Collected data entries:
BEGIN
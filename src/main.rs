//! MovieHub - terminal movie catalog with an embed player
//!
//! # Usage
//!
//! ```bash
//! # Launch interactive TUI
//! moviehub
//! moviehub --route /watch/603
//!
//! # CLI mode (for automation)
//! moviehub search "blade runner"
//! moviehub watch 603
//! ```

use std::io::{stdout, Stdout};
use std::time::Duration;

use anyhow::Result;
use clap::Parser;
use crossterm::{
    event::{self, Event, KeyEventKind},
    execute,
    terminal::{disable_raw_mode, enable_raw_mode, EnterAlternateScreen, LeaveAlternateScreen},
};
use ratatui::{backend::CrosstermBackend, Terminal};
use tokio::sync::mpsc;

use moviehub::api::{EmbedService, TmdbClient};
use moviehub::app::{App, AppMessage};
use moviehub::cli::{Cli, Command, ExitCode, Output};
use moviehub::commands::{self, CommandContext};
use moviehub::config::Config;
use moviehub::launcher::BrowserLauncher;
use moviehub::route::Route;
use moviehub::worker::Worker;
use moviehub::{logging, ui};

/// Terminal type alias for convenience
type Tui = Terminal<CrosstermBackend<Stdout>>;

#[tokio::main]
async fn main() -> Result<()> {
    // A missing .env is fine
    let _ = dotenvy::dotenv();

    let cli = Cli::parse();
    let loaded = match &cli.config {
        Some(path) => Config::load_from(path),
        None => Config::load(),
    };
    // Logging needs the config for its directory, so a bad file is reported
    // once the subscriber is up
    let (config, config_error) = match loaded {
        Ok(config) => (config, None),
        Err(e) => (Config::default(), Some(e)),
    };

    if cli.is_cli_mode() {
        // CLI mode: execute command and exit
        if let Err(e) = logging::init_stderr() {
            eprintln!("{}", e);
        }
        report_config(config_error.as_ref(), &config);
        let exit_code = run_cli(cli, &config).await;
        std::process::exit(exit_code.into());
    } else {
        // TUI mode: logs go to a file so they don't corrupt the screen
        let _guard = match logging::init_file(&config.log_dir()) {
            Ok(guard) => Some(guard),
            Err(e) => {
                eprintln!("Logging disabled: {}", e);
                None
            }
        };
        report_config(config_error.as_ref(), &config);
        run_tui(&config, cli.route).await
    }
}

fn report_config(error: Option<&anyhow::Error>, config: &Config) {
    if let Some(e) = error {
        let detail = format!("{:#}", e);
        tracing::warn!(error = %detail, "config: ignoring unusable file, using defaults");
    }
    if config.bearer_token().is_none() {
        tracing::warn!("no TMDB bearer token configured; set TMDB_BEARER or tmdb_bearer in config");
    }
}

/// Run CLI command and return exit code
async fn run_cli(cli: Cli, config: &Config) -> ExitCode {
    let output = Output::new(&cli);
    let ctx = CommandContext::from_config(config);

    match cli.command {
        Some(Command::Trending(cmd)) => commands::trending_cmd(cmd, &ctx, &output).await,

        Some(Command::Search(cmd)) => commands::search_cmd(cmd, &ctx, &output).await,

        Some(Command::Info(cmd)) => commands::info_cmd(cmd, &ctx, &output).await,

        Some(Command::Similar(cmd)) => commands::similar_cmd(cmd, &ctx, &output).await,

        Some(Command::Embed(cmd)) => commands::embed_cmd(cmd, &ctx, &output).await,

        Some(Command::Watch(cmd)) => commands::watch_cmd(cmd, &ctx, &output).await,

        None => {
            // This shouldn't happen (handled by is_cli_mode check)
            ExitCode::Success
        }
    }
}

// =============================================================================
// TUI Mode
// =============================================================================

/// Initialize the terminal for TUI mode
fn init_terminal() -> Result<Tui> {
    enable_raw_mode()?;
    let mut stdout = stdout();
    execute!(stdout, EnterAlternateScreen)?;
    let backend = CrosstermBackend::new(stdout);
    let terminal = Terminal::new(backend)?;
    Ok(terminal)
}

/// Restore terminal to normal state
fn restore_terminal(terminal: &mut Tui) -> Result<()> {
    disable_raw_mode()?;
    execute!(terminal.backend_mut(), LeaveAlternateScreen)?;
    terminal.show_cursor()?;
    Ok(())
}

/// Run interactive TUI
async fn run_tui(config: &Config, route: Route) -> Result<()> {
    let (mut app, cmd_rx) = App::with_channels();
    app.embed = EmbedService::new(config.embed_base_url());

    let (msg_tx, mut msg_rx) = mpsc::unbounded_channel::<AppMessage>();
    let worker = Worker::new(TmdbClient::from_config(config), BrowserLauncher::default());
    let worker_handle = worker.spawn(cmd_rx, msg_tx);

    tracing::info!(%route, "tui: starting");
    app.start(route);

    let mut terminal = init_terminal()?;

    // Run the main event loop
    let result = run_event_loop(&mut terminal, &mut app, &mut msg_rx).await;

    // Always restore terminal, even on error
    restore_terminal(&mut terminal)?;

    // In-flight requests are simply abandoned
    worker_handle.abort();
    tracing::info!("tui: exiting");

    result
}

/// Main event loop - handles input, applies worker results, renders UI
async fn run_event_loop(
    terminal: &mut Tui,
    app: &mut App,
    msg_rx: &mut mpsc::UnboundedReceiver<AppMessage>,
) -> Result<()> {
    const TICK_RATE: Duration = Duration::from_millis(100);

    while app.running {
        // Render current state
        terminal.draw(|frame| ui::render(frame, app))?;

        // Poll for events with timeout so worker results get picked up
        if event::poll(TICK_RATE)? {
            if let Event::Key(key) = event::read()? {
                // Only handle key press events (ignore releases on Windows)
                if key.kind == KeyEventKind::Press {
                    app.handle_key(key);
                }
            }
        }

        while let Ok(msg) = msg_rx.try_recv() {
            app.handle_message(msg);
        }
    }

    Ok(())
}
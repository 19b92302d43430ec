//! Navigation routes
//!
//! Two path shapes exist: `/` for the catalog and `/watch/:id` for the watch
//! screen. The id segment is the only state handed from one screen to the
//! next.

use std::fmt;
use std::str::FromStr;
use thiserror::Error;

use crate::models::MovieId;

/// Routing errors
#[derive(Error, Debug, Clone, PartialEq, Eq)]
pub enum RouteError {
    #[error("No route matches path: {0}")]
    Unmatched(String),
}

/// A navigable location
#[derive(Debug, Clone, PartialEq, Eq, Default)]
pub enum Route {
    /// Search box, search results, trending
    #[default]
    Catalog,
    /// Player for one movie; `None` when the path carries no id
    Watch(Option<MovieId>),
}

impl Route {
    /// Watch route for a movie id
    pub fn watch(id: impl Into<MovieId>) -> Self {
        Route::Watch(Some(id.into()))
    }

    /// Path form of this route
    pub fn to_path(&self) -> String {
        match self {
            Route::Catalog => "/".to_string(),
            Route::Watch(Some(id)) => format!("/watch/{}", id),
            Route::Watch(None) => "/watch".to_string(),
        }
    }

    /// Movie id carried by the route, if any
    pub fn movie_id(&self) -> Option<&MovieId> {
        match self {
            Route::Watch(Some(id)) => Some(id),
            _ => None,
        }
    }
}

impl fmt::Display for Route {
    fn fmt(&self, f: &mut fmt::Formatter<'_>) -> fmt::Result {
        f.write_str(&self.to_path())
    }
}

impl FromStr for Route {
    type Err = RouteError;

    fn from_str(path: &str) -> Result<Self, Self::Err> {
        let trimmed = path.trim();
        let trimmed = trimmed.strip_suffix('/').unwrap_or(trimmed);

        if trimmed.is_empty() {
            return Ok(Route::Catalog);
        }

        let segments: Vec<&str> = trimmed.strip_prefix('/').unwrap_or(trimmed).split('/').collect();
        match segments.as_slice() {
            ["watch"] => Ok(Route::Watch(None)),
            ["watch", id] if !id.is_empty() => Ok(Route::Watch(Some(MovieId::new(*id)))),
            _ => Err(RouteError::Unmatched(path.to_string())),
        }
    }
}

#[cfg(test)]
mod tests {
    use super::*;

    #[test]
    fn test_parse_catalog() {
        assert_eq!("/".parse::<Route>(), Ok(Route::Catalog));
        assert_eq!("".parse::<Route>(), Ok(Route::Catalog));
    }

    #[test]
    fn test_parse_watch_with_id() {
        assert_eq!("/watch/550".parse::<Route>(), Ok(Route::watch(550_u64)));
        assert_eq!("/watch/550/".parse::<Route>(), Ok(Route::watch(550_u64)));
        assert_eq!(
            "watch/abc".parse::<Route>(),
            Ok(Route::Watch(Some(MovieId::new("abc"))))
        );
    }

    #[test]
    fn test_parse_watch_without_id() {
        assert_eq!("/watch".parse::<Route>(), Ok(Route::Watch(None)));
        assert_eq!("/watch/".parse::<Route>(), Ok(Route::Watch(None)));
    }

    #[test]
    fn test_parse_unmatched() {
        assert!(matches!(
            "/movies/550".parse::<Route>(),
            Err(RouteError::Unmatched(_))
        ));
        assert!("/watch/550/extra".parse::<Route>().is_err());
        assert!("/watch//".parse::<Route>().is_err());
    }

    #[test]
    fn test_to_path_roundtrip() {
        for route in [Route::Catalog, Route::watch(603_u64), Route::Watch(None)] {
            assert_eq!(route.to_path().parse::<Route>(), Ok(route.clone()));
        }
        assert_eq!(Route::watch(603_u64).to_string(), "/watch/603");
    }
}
END
▶ _Try it_: Counting only lines with the word "warn" in them, say how many there are in the entries above, with no other words.

▶ _Task response_: 2